San Policarpo o el discípulo de San Juan (23 febrero)

Autor: Adolfo Carreto

 

 

Estos ya son hombres de primera línea, personas que vieron y oyeron a los protagonistas, gentes creíbles. Y es una lástima que desconozcamos datos de estas amistades, de estos contactos de primera mano, de estos retratos hablados que, me imagino, Juan contaría a su discípulo.


Quisiera ponerme a imaginar: contemplar a ambos sentados bajo un árbol, o paseando por cualquier camino desierto. Juan recordando esos tres años de su vida, todas las dichas y las desdichas, todos los entendidos y malos entendidos, todas las sospechas y las aclaraciones. Cómo era cada uno de sus compañeros: el temperamento de este, la gracia de aquel, la flojera del otro, el mal humor, los problemas familiares, el para qué me habré metido yo en esta historia. Y de qué hablaban, porque lo que dicen los evangelios es un resumen muy resumido, una especie de conclusión. Pero tenían que hablar de otras muchas cosas.

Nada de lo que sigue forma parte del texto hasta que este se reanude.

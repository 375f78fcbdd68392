//! Configuration loading for the CLI
//!
//! An explicit `--config` file wins. Without one, `portcullis.toml` in the
//! working directory is used if present, then `PORTCULLIS_*` variables.

use std::path::{Path, PathBuf};

use portcullis::GateConfig;

use crate::error::{CliError, Result};

/// Config file picked up from the working directory
pub const DEFAULT_CONFIG_FILE: &str = "portcullis.toml";

/// Where the active configuration came from
#[derive(Debug, Clone, PartialEq, Eq)]
pub enum ConfigSource {
    /// A TOML file
    File(PathBuf),
    /// Environment variables and built-in defaults
    Environment,
}

impl std::fmt::Display for ConfigSource {
    fn fmt(&self, f: &mut std::fmt::Formatter<'_>) -> std::fmt::Result {
        match self {
            Self::File(path) => write!(f, "{}", path.display()),
            Self::Environment => write!(f, "environment"),
        }
    }
}

/// Resolve and load the gate configuration
pub fn load(explicit: Option<&Path>) -> Result<(GateConfig, ConfigSource)> {
    match explicit {
        Some(path) => {
            if !path.exists() {
                return Err(CliError::ConfigNotFound {
                    path: path.to_path_buf(),
                });
            }
            Ok((from_file(path)?, ConfigSource::File(path.to_path_buf())))
        }
        None => {
            let default = Path::new(DEFAULT_CONFIG_FILE);
            if default.exists() {
                Ok((from_file(default)?, ConfigSource::File(default.to_path_buf())))
            } else {
                let config = GateConfig::from_env().map_err(CliError::Env)?;
                Ok((config, ConfigSource::Environment))
            }
        }
    }
}

/// Load configuration from a TOML file
pub fn from_file(path: &Path) -> Result<GateConfig> {
    let content = std::fs::read_to_string(path).map_err(|e| CliError::ConfigRead {
        path: path.to_path_buf(),
        source: e,
    })?;

    GateConfig::from_toml_str(&content).map_err(|e| CliError::ConfigParse {
        path: path.to_path_buf(),
        source: e,
    })
}
//! Free-Text Classification and Sanitization
//!
//! Classifies untrusted free text (comments, search boxes, display names)
//! against the [`patterns`](crate::patterns) catalog and produces a cleaned copy.
//!
//! Two paths with deliberately different contracts:
//!
//! - **SQL path** ([`InputClassifier::sanitize_input`]): any SQL signature
//!   blocks the input with [`ThreatLevel::High`]. The sanitized copy has
//!   statement phrases and comment tokens removed and single quotes doubled.
//! - **Markup path** ([`InputClassifier::sanitize_html`]): strips the literal
//!   substrings `<script>`, `</script>`, `javascript:`, `onerror=`, `onload=`
//!   and reports [`ThreatLevel::Medium`] when anything was removed. It never
//!   sets `blocked`; free text is cleaned, not refused. Fields that must
//!   refuse markup outright (email) do so in [`validation`](crate::validation).
//!
//! Neither path is an HTML parser. Both strip to a fixpoint, ignoring ASCII case.
//!
//! Quote doubling is not idempotent: sanitizing `''` yields `''''`. Callers
//! that store sanitized text must sanitize exactly once.

use std::fmt;
use std::sync::Arc;

use serde::Serialize;

use crate::observability::{default_sink, preview_payload, EventRecord, EventSink, SecurityEvent};
use crate::patterns::{first_match, strip_all, PatternCategory, SQL_STRIP_SIGNATURES};

/// Literal markup removed by the markup path
pub const HTML_STRIP_SIGNATURES: &[&str] =
    &["<script>", "</script>", "javascript:", "onerror=", "onload="];

// ============================================================================
// Outcome Types
// ============================================================================

/// Ordinal severity assigned to a detected attack pattern.
///
/// Used for alert priority only; never compare levels across unrelated checks.
#[derive(Debug, Clone, Copy, Default, PartialEq, Eq, PartialOrd, Ord, Hash, Serialize)]
#[serde(rename_all = "snake_case")]
pub enum ThreatLevel {
    /// Nothing detected
    #[default]
    None,
    /// Suspicious but harmless in context
    Low,
    /// Dangerous content that was neutralized
    Medium,
    /// Injection attempt, input refused
    High,
    /// Active attack on the authentication surface
    Critical,
}

impl ThreatLevel {
    /// Level name for logging
    pub fn as_str(&self) -> &'static str {
        match self {
            Self::None => "none",
            Self::Low => "low",
            Self::Medium => "medium",
            Self::High => "high",
            Self::Critical => "critical",
        }
    }
}

impl fmt::Display for ThreatLevel {
    fn fmt(&self, f: &mut fmt::Formatter<'_>) -> fmt::Result {
        f.write_str(self.as_str())
    }
}

/// Result of classifying and sanitizing free text
#[derive(Debug, Clone, PartialEq, Eq, Serialize)]
pub struct SanitizationOutcome {
    /// Whether the caller must refuse the input
    pub blocked: bool,
    /// Cleaned copy of the input
    pub sanitized_input: String,
    /// Severity of what was found
    pub threat_level: ThreatLevel,
}

// ============================================================================
// Pure Transformations
// ============================================================================

/// Double every single quote.
pub fn escape_sql_quotes(input: &str) -> String {
    input.replace('\'', "''")
}

fn sanitize_sql(input: &str) -> (SanitizationOutcome, Option<&'static str>) {
    let signature = first_match(PatternCategory::SqlInjection, input);
    let stripped = strip_all(input, SQL_STRIP_SIGNATURES);
    let outcome = SanitizationOutcome {
        blocked: signature.is_some(),
        sanitized_input: escape_sql_quotes(&stripped),
        threat_level: if signature.is_some() {
            ThreatLevel::High
        } else {
            ThreatLevel::None
        },
    };
    (outcome, signature)
}

fn sanitize_markup(input: &str) -> SanitizationOutcome {
    let sanitized = strip_all(input, HTML_STRIP_SIGNATURES);
    let threat_level = if sanitized != input {
        ThreatLevel::Medium
    } else {
        ThreatLevel::None
    };
    SanitizationOutcome {
        blocked: false,
        sanitized_input: sanitized,
        threat_level,
    }
}

// ============================================================================
// Credential Screening
// ============================================================================

/// Marker raised when a login field looks like a bypass attempt
#[derive(Debug, Clone, Copy, PartialEq, Eq, Hash, Serialize)]
#[serde(rename_all = "SCREAMING_SNAKE_CASE")]
pub enum SecurityFlag {
    /// A single quote in a credential field
    SqlInjectionAttempt,
    /// `../` in a credential field
    PathTraversalAttempt,
    /// NUL byte in a credential field
    NullByteInjection,
}

impl SecurityFlag {
    /// Flag name as reported to operators
    pub fn as_str(&self) -> &'static str {
        match self {
            Self::SqlInjectionAttempt => "SQL_INJECTION_ATTEMPT",
            Self::PathTraversalAttempt => "PATH_TRAVERSAL_ATTEMPT",
            Self::NullByteInjection => "NULL_BYTE_INJECTION",
        }
    }
}

impl fmt::Display for SecurityFlag {
    fn fmt(&self, f: &mut fmt::Formatter<'_>) -> fmt::Result {
        f.write_str(self.as_str())
    }
}

/// Flags raised by [`InputClassifier::screen_credentials`]
#[derive(Debug, Clone, Default, PartialEq, Eq, Serialize)]
pub struct CredentialScreening {
    /// Distinct flags, in detection order
    pub flags: Vec<SecurityFlag>,
}

impl CredentialScreening {
    /// True when any flag was raised
    pub fn is_blocked(&self) -> bool {
        !self.flags.is_empty()
    }

    /// Operator-facing summary
    pub fn message(&self) -> String {
        if self.flags.is_empty() {
            return "Authentication failed".to_string();
        }
        let names: Vec<&str> = self.flags.iter().map(SecurityFlag::as_str).collect();
        format!("Blocked due to: {}", names.join(", "))
    }
}

fn screen_fields(fields: [&str; 2]) -> CredentialScreening {
    let checks: [(SecurityFlag, fn(&str) -> bool); 3] = [
        (SecurityFlag::SqlInjectionAttempt, |f| f.contains('\'')),
        (SecurityFlag::PathTraversalAttempt, |f| f.contains("../")),
        (SecurityFlag::NullByteInjection, |f| f.contains('\0')),
    ];

    let flags = checks
        .iter()
        .filter(|(_, check)| fields.iter().any(|f| check(f)))
        .map(|(flag, _)| *flag)
        .collect();

    CredentialScreening { flags }
}

// ============================================================================
// Classifier
// ============================================================================

/// Free-text classifier that reports what it found to an [`EventSink`].
#[derive(Debug, Clone)]
pub struct InputClassifier {
    sink: Arc<dyn EventSink>,
}

impl Default for InputClassifier {
    fn default() -> Self {
        Self::new(default_sink())
    }
}

impl InputClassifier {
    /// Create a classifier reporting to `sink`
    pub fn new(sink: Arc<dyn EventSink>) -> Self {
        Self { sink }
    }

    /// SQL-focused sanitization.
    ///
    /// Blocks with [`ThreatLevel::High`] when any SQL signature (including a
    /// bare `'`) is present.
    pub fn sanitize_input(&self, input: &str) -> SanitizationOutcome {
        let (outcome, signature) = sanitize_sql(input);

        if let Some(signature) = signature {
            self.sink.emit(
                &EventRecord::new(SecurityEvent::InjectionBlocked, "SQL injection pattern blocked")
                    .field("category", PatternCategory::SqlInjection)
                    .field("signature", preview_payload(signature))
                    .field("threat_level", outcome.threat_level)
                    .field("payload", preview_payload(input)),
            );
        }

        outcome
    }

    /// XSS-focused sanitization. Never blocks.
    pub fn sanitize_html(&self, input: &str) -> SanitizationOutcome {
        let outcome = sanitize_markup(input);

        if outcome.threat_level != ThreatLevel::None {
            self.sink.emit(
                &EventRecord::new(SecurityEvent::MarkupSanitized, "Script markup removed")
                    .field("category", PatternCategory::Script)
                    .field("threat_level", outcome.threat_level)
                    .field("payload", preview_payload(input)),
            );
        }

        outcome
    }

    /// Classify free text: the SQL path when any SQL signature is present,
    /// otherwise the markup path.
    pub fn classify(&self, input: &str) -> SanitizationOutcome {
        if first_match(PatternCategory::SqlInjection, input).is_some() {
            self.sanitize_input(input)
        } else {
            self.sanitize_html(input)
        }
    }

    /// Flag login fields that carry bypass markers.
    ///
    /// Both fields are checked; each flag is reported once.
    pub fn screen_credentials(&self, username: &str, password: &str) -> CredentialScreening {
        let screening = screen_fields([username, password]);

        if screening.is_blocked() {
            let flags: Vec<&str> = screening.flags.iter().map(SecurityFlag::as_str).collect();
            self.sink.emit(
                &EventRecord::new(
                    SecurityEvent::CredentialProbeDetected,
                    "Credential fields carry bypass markers",
                )
                .field("flags", flags.join(","))
                .field("username", preview_payload(username)),
            );
        }

        screening
    }
}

Y Policarpo escuchando, sin perder detalle, preguntando también. ¿Y Jesús regañaba? Pues sí. Pero también contaba chistes. ¿Y cuando los milagros?. Le quitaba importancia, tanto que decía: el que tenga ojos para ver, que vea; el que tengo oídos para oír, que oiga. O sea, que no se portaba como Dios. Pues no. Ni nos lo imaginábamos. Lo que sí era distinto era la palabra, la conversación. Te convencía, Policarpo. Convencía a todos. Yo creo que el gran milagro de Jesús fue la palabra. La palabra y la mirada. Te miraba, y ya. Asunto resuelto.


Claro, esto son imaginaciones mías. En la vida de Policarpo no aparecen semejantes conversaciones, pero era su discípulo y todo discípulo, por serlo, quiere aprender de su maestro.

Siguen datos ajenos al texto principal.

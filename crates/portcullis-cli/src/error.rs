//! Error types for the Portcullis CLI

use std::path::PathBuf;
use thiserror::Error;

use portcullis::{ConfigError, GateError};

/// Result type alias for CLI operations
pub type Result<T> = std::result::Result<T, CliError>;

/// CLI error types
#[derive(Error, Debug)]
pub enum CliError {
    /// Configuration file not found
    #[error("Configuration file not found: {path}")]
    ConfigNotFound { path: PathBuf },

    /// Configuration file read error
    #[error("Failed to read configuration file {path}: {source}")]
    ConfigRead {
        path: PathBuf,
        #[source]
        source: std::io::Error,
    },

    /// Configuration parse error
    #[error("Failed to parse configuration file {path}: {source}")]
    ConfigParse {
        path: PathBuf,
        #[source]
        source: ConfigError,
    },

    /// Environment configuration error
    #[error("Invalid environment configuration: {0}")]
    Env(#[source] ConfigError),

    /// Upload candidate could not be read
    #[error("Failed to read file {path}: {source}")]
    FileRead {
        path: PathBuf,
        #[source]
        source: std::io::Error,
    },

    /// Gate rejected the call itself
    #[error(transparent)]
    Gate(#[from] GateError),

    /// JSON serialization error
    #[error("JSON error: {0}")]
    Json(#[from] serde_json::Error),
}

Cuenta San Ireneo, amigo de Policarpo, en carta escrita a un cristiano: Todavía me parece estarle oyendo contar que él había conversado con San Juan y con muchos otros que habían conocido a Jesucristo, y repetir las palabras que había oído de ellos. Y yo te puedo jurar que si San Policarpo oyera las herejías que ahora están diciendo algunos, se taparía los oídos y repetiría aquella frase que acostumbraba a decir: ¡Dios mío! ¿por qué me has hecho vivir hasta hoy para oír semejantes horrores? Y se abría alejado inmediatamente de los que afirman tales cosas”.

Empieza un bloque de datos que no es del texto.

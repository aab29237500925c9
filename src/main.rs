//! Command line front end for Qt Linguist catalogs.

use std::io::{
    self,
    Write,
};
use std::path::{
    Path,
    PathBuf,
};
use std::process::ExitCode;

use anyhow::{
    Context,
    Result,
};
use clap::{
    Parser,
    Subcommand,
};
use qt_ts_i18n::catalog::{
    self,
    CatalogStats,
};
use qt_ts_i18n::config::{
    ConfigManager,
    Severity,
};
use qt_ts_i18n::diagnostics::{
    self,
    CatalogFile,
};
use qt_ts_i18n::export::{
    self,
    ExportOptions,
};
use qt_ts_i18n::indexer::WorkspaceIndexer;
use qt_ts_i18n::revision::{
    self,
    MessageKey,
};
use qt_ts_i18n::translator::{
    self,
    Translator,
};
use tracing_subscriber::EnvFilter;

#[derive(Parser)]
#[command(author, version, about, long_about = None)]
struct Cli {
    #[command(subcommand)]
    command: Commands,

    /// Enable debug logging
    #[arg(short, long, global = true)]
    verbose: bool,
}

#[derive(Subcommand)]
enum Commands {
    /// Check every catalog in a workspace
    Check {
        /// Workspace root (defaults to the current directory)
        root: Option<PathBuf>,
    },

    /// Translate one string from a catalog
    Lookup {
        file: PathBuf,
        context: String,
        source: String,
    },

    /// Show translation progress per context
    Stats { file: PathBuf },

    /// Rewrite a catalog in the canonical layout
    Format {
        file: PathBuf,

        /// Only report whether the file is already formatted
        #[arg(long)]
        check: bool,

        /// Write the `<!DOCTYPE TS>` declaration
        #[arg(long, conflicts_with = "no_doctype")]
        doctype: bool,

        /// Drop the `<!DOCTYPE TS>` declaration
        #[arg(long)]
        no_doctype: bool,
    },

    /// Compare two revisions of a catalog
    Diff { old: PathBuf, new: PathBuf },

    /// Print a catalog as nested JSON
    Export {
        file: PathBuf,

        /// Emit untranslated entries with the source text
        #[arg(long)]
        include_unfinished: bool,
    },

    /// Translate one string the way the application does for a locale
    ///
    /// `fallbackLanguages` are read from the configuration in the current
    /// directory.
    Locale {
        /// Directory holding `<locale>.ts` catalogs
        dir: PathBuf,
        context: String,
        source: String,

        /// Locale name, or `system` for the OS locale
        #[arg(short, long, default_value = "system")]
        locale: String,
    },
}

fn init_logging(verbose: bool) {
    let default_level = if verbose { "debug" } else { "warn" };
    let filter =
        EnvFilter::try_from_default_env().unwrap_or_else(|_| EnvFilter::new(default_level));

    tracing_subscriber::fmt()
        .with_env_filter(filter)
        .with_writer(io::stderr)
        .with_target(false)
        .init();
}

#[tokio::main]
async fn main() -> Result<ExitCode> {
    let cli = Cli::parse();
    init_logging(cli.verbose);

    let stdout = io::stdout();
    let mut out = stdout.lock();

    match cli.command {
        Commands::Check { root } => check(&mut out, root).await,
        Commands::Lookup { file, context, source } => lookup(&mut out, &file, &context, &source),
        Commands::Stats { file } => stats(&mut out, &file),
        Commands::Format { file, check, doctype, no_doctype } => {
            let doctype = match (doctype, no_doctype) {
                (true, _) => Some(true),
                (_, true) => Some(false),
                _ => None,
            };
            format(&mut out, &file, check, doctype)
        }
        Commands::Diff { old, new } => diff(&mut out, &old, &new),
        Commands::Export { file, include_unfinished } => {
            let options = ExportOptions { include_unfinished, ..ExportOptions::default() };
            let value = export::to_json(&load(&file)?.catalog, options);
            writeln!(out, "{}", serde_json::to_string_pretty(&value)?)?;
            Ok(ExitCode::SUCCESS)
        }
        Commands::Locale { dir, context, source, locale } => {
            locale_lookup(&mut out, &dir, &context, &source, &locale)
        }
    }
}

fn load(path: &Path) -> Result<catalog::ParsedCatalog> {
    catalog::load_file(path).with_context(|| format!("Failed to load {}", path.display()))
}

async fn check(out: &mut impl Write, root: Option<PathBuf>) -> Result<ExitCode> {
    let root = match root {
        Some(root) => root,
        None => std::env::current_dir().context("Failed to read the current directory")?,
    };

    let mut config_manager = ConfigManager::new();
    config_manager
        .load_settings(Some(root.clone()))
        .with_context(|| format!("Invalid configuration in {}", root.display()))?;

    let indexer = WorkspaceIndexer::new();
    let summary = indexer
        .index_workspace(&root, &config_manager)
        .await
        .with_context(|| format!("Failed to index {}", root.display()))?;

    for error in &summary.failed {
        writeln!(out, "{error}")?;
    }

    let catalogs = indexer.catalogs().await;
    let files: Vec<CatalogFile<'_>> = catalogs
        .iter()
        .map(|(path, parsed)| CatalogFile {
            path,
            catalog: &parsed.catalog,
            duplicates: &parsed.duplicates,
        })
        .collect();
    let found = diagnostics::check_all(&files, config_manager.get_settings());
    for diagnostic in &found {
        writeln!(out, "{diagnostic}")?;
    }

    writeln!(
        out,
        "{} catalog(s), {} failed to load, {} diagnostic(s)",
        summary.loaded.len(),
        summary.failed.len(),
        found.len()
    )?;

    let failed = !summary.is_clean() || diagnostics::max_severity(&found) == Some(Severity::Error);
    Ok(if failed { ExitCode::FAILURE } else { ExitCode::SUCCESS })
}

fn lookup(out: &mut impl Write, file: &Path, context: &str, source: &str) -> Result<ExitCode> {
    let parsed = load(file)?;
    let translator = Translator::from_catalog(&parsed.catalog);
    writeln!(out, "{}", translator.translate(context, source))?;
    Ok(ExitCode::SUCCESS)
}

fn locale_lookup(
    out: &mut impl Write,
    dir: &Path,
    context: &str,
    source: &str,
    locale: &str,
) -> Result<ExitCode> {
    let root = std::env::current_dir().context("Failed to read the current directory")?;
    let mut config_manager = ConfigManager::new();
    config_manager
        .load_settings(Some(root.clone()))
        .with_context(|| format!("Invalid configuration in {}", root.display()))?;
    let fallbacks = config_manager.get_settings().fallback_languages.as_deref().unwrap_or_default();

    let chain = translator::load_for_locale(dir, locale, fallbacks)
        .with_context(|| format!("Failed to load translations for '{locale}'"))?;
    writeln!(out, "{}", chain.translate(context, source))?;
    Ok(ExitCode::SUCCESS)
}

fn write_stats_line(out: &mut impl Write, name: &str, stats: CatalogStats) -> io::Result<()> {
    writeln!(
        out,
        "{name:<24} {:>5} finished {:>5} unfinished {:>5} vanished {:>4}%",
        stats.finished,
        stats.unfinished,
        stats.vanished,
        stats.completion_percent()
    )
}

fn stats(out: &mut impl Write, file: &Path) -> Result<ExitCode> {
    let parsed = load(file)?;
    for context in &parsed.catalog.contexts {
        write_stats_line(out, &context.name, context.stats())?;
    }
    write_stats_line(out, "total", parsed.catalog.stats())?;
    Ok(ExitCode::SUCCESS)
}

fn format(
    out: &mut impl Write,
    file: &Path,
    check: bool,
    doctype: Option<bool>,
) -> Result<ExitCode> {
    let original = std::fs::read_to_string(file)
        .with_context(|| format!("Failed to read {}", file.display()))?;
    let mut parsed = catalog::parse_str(&original, file)?;
    if let Some(doctype) = doctype {
        parsed.catalog.has_doctype = doctype;
    }

    let formatted = catalog::writer::to_string(&parsed.catalog);
    if formatted == original {
        return Ok(ExitCode::SUCCESS);
    }
    if check {
        writeln!(out, "{} is not formatted", file.display())?;
        return Ok(ExitCode::FAILURE);
    }

    std::fs::write(file, formatted)
        .with_context(|| format!("Failed to write {}", file.display()))?;
    tracing::info!(path = %file.display(), "Formatted catalog");
    Ok(ExitCode::SUCCESS)
}

fn write_keys(out: &mut impl Write, label: &str, keys: &[MessageKey]) -> io::Result<()> {
    for key in keys {
        writeln!(out, "{label:<12} [{}] {}", key.context, key.source)?;
    }
    Ok(())
}

fn diff(out: &mut impl Write, old: &Path, new: &Path) -> Result<ExitCode> {
    let old = load(old)?;
    let new = load(new)?;
    let diff = revision::compare(&old.catalog, &new.catalog);

    write_keys(out, "added", &diff.added)?;
    write_keys(out, "removed", &diff.removed)?;
    write_keys(out, "completed", &diff.completed)?;
    for change in &diff.retranslated {
        writeln!(
            out,
            "{:<12} [{}] {}: {:?} -> {:?}",
            "retranslated", change.key.context, change.key.source, change.old, change.new
        )?;
    }
    write_keys(out, "vanished", &diff.vanished)?;
    write_keys(out, "reopened", &diff.reopened)?;
    write_keys(out, "revived", &diff.revived)?;

    if diff.is_empty() {
        writeln!(out, "no changes")?;
    }
    Ok(ExitCode::SUCCESS)
}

Pues nada, lo dicho: que era de eso de lo que hablaban. Y si era de eso de lo que hablaban ¿cómo Policarpo no iba a defender lo que creía? Pero hay algo asombroso en la vida de este Santo. Que tenía miedo, tenía mucho miedo a que lo mataran. Por eso, cuando estalló la persecución contra los cristianos, se escondió. Y, como siempre ocurre, alguien lo delató. Y él, pues hágase la voluntad de Dios, que es como decir ¡qué se le va a hacer! El resto de la leyenda sobra: que cuando lo quemaron su cuerpo no quiso arder, que de su cuerpo salió una blanquísima paloma, que al brotar la sangre del corazón de Policarpo la hoguera se apagó. Para mí que murió como su maestro, y como Jesús, sin mayores alharacas, tal y como la muerte agarra a cada quién.